— REQUIRED WORK —
State how many lines below hold the word "crate". Give that number and no other text.

[Stored data]
——————————
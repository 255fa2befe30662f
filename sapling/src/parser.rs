use crate::chart::{Backpointer, Cell, Chart, Span};
use crate::errors::{Result, SaplingError};
use crate::grammar::Grammar;
use crate::lexicon::Lexicon;
use crate::model::Model;
use crate::symbol::{Symbol, SymbolId, SymbolTable};
use crate::tree::{Child, Tree};

#[derive(Clone, Copy, Debug)]
struct BinaryRule {
    parent: SymbolId,
    right: SymbolId,
    log_prob: f64,
}

/// Best parse of a sentence.
#[derive(Clone, Debug)]
pub struct Parse {
    tree: Tree<Symbol>,
    log_prob: f64,
}

impl Parse {
    /// Gets the binarized parse tree.
    pub const fn tree(&self) -> &Tree<Symbol> {
        &self.tree
    }

    pub fn into_tree(self) -> Tree<Symbol> {
        self.tree
    }

    /// Gets the log-probability of the derivation.
    pub const fn log_prob(&self) -> f64 {
        self.log_prob
    }
}

/// Probabilistic CYK parser with unary closure.
///
/// The parser is immutable after construction and can be shared between threads.
///
/// # Examples
///
/// ```
/// use sapling::{mini, Parser};
///
/// let parser = Parser::from_model(mini::model().unwrap());
/// let parse = parser.parse(&["fish", "people", "fish", "tanks"], "S").unwrap();
/// assert_eq!(
///     "(S (NP (NP (N fish)) (NP (N people))) (VP (V fish) (NP (N tanks))))",
///     parse.tree().to_string(),
/// );
/// ```
pub struct Parser {
    grammar: Grammar,
    lexicon: Lexicon,
    symbols: SymbolTable,
    tags: Vec<(String, SymbolId)>,
    unaries_by_child: Vec<Vec<(SymbolId, f64)>>,
    binaries_by_left: Vec<Vec<BinaryRule>>,
}

impl Parser {
    /// Creates a new parser.
    ///
    /// # Arguments
    ///
    /// * `grammar` - Rules over nonterminal symbols.
    /// * `lexicon` - Emission model. Its tags are matched against plain labels of the grammar.
    pub fn new(grammar: Grammar, lexicon: Lexicon) -> Self {
        let mut symbols = grammar.symbols.clone();
        let tags = lexicon
            .tags()
            .into_iter()
            .map(|tag| (tag.to_string(), symbols.get_or_insert(&Symbol::label(tag))))
            .collect();

        let mut unaries_by_child = vec![vec![]; symbols.len()];
        let mut unaries: Vec<_> = grammar.unaries.iter().collect();
        unaries.sort_unstable_by_key(|&(&parent, _)| parent);
        for (&parent, table) in unaries {
            let mut rules: Vec<_> = table.iter().collect();
            rules.sort_unstable_by_key(|&(&child, _)| child);
            for (&child, log_prob) in rules {
                unaries_by_child[child.index()].push((parent, log_prob));
            }
        }

        let mut binaries_by_left = vec![vec![]; symbols.len()];
        let mut binaries: Vec<_> = grammar.binaries.iter().collect();
        binaries.sort_unstable_by_key(|&(&parent, _)| parent);
        for (&parent, table) in binaries {
            let mut rules: Vec<_> = table.iter().collect();
            rules.sort_unstable_by_key(|&(&children, _)| children);
            for (&(left, right), log_prob) in rules {
                binaries_by_left[left.index()].push(BinaryRule {
                    parent,
                    right,
                    log_prob,
                });
            }
        }

        Self {
            grammar,
            lexicon,
            symbols,
            tags,
            unaries_by_child,
            binaries_by_left,
        }
    }

    /// Creates a new parser from a model.
    pub fn from_model(model: Model) -> Self {
        let (grammar, lexicon) = model.into_parts();
        Self::new(grammar, lexicon)
    }

    pub const fn grammar(&self) -> &Grammar {
        &self.grammar
    }

    pub const fn lexicon(&self) -> &Lexicon {
        &self.lexicon
    }

    /// Finds the most probable binarized tree rooted at `root` that yields `sentence`.
    ///
    /// # Arguments
    ///
    /// * `sentence` - Words of the sentence.
    /// * `root` - Label of the root symbol.
    ///
    /// # Errors
    ///
    /// This function will return an error variant when:
    ///
    /// * `sentence` is empty.
    /// * `root` cannot be derived over the whole sentence, e.g., because a word cannot be emitted
    ///   by any tag.
    pub fn parse<S>(&self, sentence: &[S], root: &str) -> Result<Parse>
    where
        S: AsRef<str>,
    {
        if sentence.is_empty() {
            return Err(SaplingError::invalid_argument(
                "sentence",
                "must contain at least one word",
            ));
        }
        let n_words = sentence.len();
        let mut chart = Chart::new(n_words);

        for (i, word) in sentence.iter().enumerate() {
            let cell = chart.cell_mut(Span::new(i, 0));
            for (tag, id) in &self.tags {
                if let Some(score) = self.lexicon.score(word.as_ref(), tag) {
                    cell.update(*id, score, Backpointer::Terminal);
                }
            }
            self.close_unaries(cell);
        }

        for length in 1..n_words {
            for start in 0..n_words - length {
                let mut cell = Cell::default();
                for split in 0..length {
                    let left_span = Span::new(start, split);
                    let right_span = Span::new(start + split + 1, length - split - 1);
                    let right_cell = chart.cell(right_span);
                    for (left, left_entry) in chart.cell(left_span).iter() {
                        for rule in &self.binaries_by_left[left.index()] {
                            if let Some(right_score) = right_cell.score(rule.right) {
                                cell.update(
                                    rule.parent,
                                    left_entry.score + right_score + rule.log_prob,
                                    Backpointer::Binary {
                                        left: (left_span, left),
                                        right: (right_span, rule.right),
                                    },
                                );
                            }
                        }
                    }
                }
                self.close_unaries(&mut cell);
                *chart.cell_mut(Span::new(start, length)) = cell;
            }
        }

        let span = chart.full_span();
        let (root_id, log_prob) = self
            .symbols
            .get(&Symbol::label(root))
            .and_then(|id| Some((id, chart.cell(span).score(id)?)))
            .ok_or_else(|| SaplingError::no_parse_found(root, n_words))?;
        let tree = self.build_tree(&chart, sentence, span, root_id);
        Ok(Parse { tree, log_prob })
    }

    /// Same as [`Parser::parse()`] but returns only the tree.
    ///
    /// # Errors
    ///
    /// See [`Parser::parse()`].
    pub fn generate_parse_tree<S>(&self, sentence: &[S], root: &str) -> Result<Tree<Symbol>>
    where
        S: AsRef<str>,
    {
        Ok(self.parse(sentence, root)?.into_tree())
    }

    /// Computes the log-probability of a binarized tree under the grammar and the lexicon.
    ///
    /// # Returns
    ///
    /// `None` if the tree uses a rule or an emission with no probability mass.
    pub fn score_tree(&self, tree: &Tree<Symbol>) -> Option<f64> {
        match tree.children.as_slice() {
            [Child::Word(word)] => match &tree.label {
                Symbol::Label(tag) => self.lexicon.score(word, tag),
                _ => None,
            },
            [Child::Node(child)] => Some(
                self.grammar.unary_log_prob(&tree.label, &child.label)? + self.score_tree(child)?,
            ),
            [Child::Node(left), Child::Node(right)] => Some(
                self.grammar
                    .binary_log_prob(&tree.label, &left.label, &right.label)?
                    + self.score_tree(left)?
                    + self.score_tree(right)?,
            ),
            _ => None,
        }
    }

    /// Applies unary rules inside a cell until no score improves.
    ///
    /// Every rule has a non-positive log-probability, so a cycle never improves a score and the
    /// loop terminates.
    pub(crate) fn close_unaries(&self, cell: &mut Cell) {
        let mut updated = true;
        while updated {
            updated = false;
            // Entries appended during the pass are visited in the same pass.
            let mut i = 0;
            while i < cell.len() {
                let (child, entry) = cell.nth(i);
                let child_score = entry.score;
                for &(parent, log_prob) in &self.unaries_by_child[child.index()] {
                    updated |= cell.update(parent, child_score + log_prob, Backpointer::Unary(child));
                }
                i += 1;
            }
        }
    }

    fn build_tree<S>(&self, chart: &Chart, sentence: &[S], span: Span, symbol: SymbolId) -> Tree<Symbol>
    where
        S: AsRef<str>,
    {
        let label = self.symbols.symbol(symbol).clone();
        let back = match chart.cell(span).get(symbol) {
            Some(entry) => entry.back,
            None => unreachable!("backpointer to a missing entry"),
        };
        match back {
            Backpointer::Terminal => Tree::preterminal(label, sentence[span.start].as_ref()),
            Backpointer::Unary(child) => Tree::new(
                label,
                vec![Child::Node(self.build_tree(chart, sentence, span, child))],
            ),
            Backpointer::Binary {
                left: (left_span, left),
                right: (right_span, right),
            } => Tree::new(
                label,
                vec![
                    Child::Node(self.build_tree(chart, sentence, left_span, left)),
                    Child::Node(self.build_tree(chart, sentence, right_span, right)),
                ],
            ),
        }
    }
}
——————————
— REPLY TO THE TASK —
8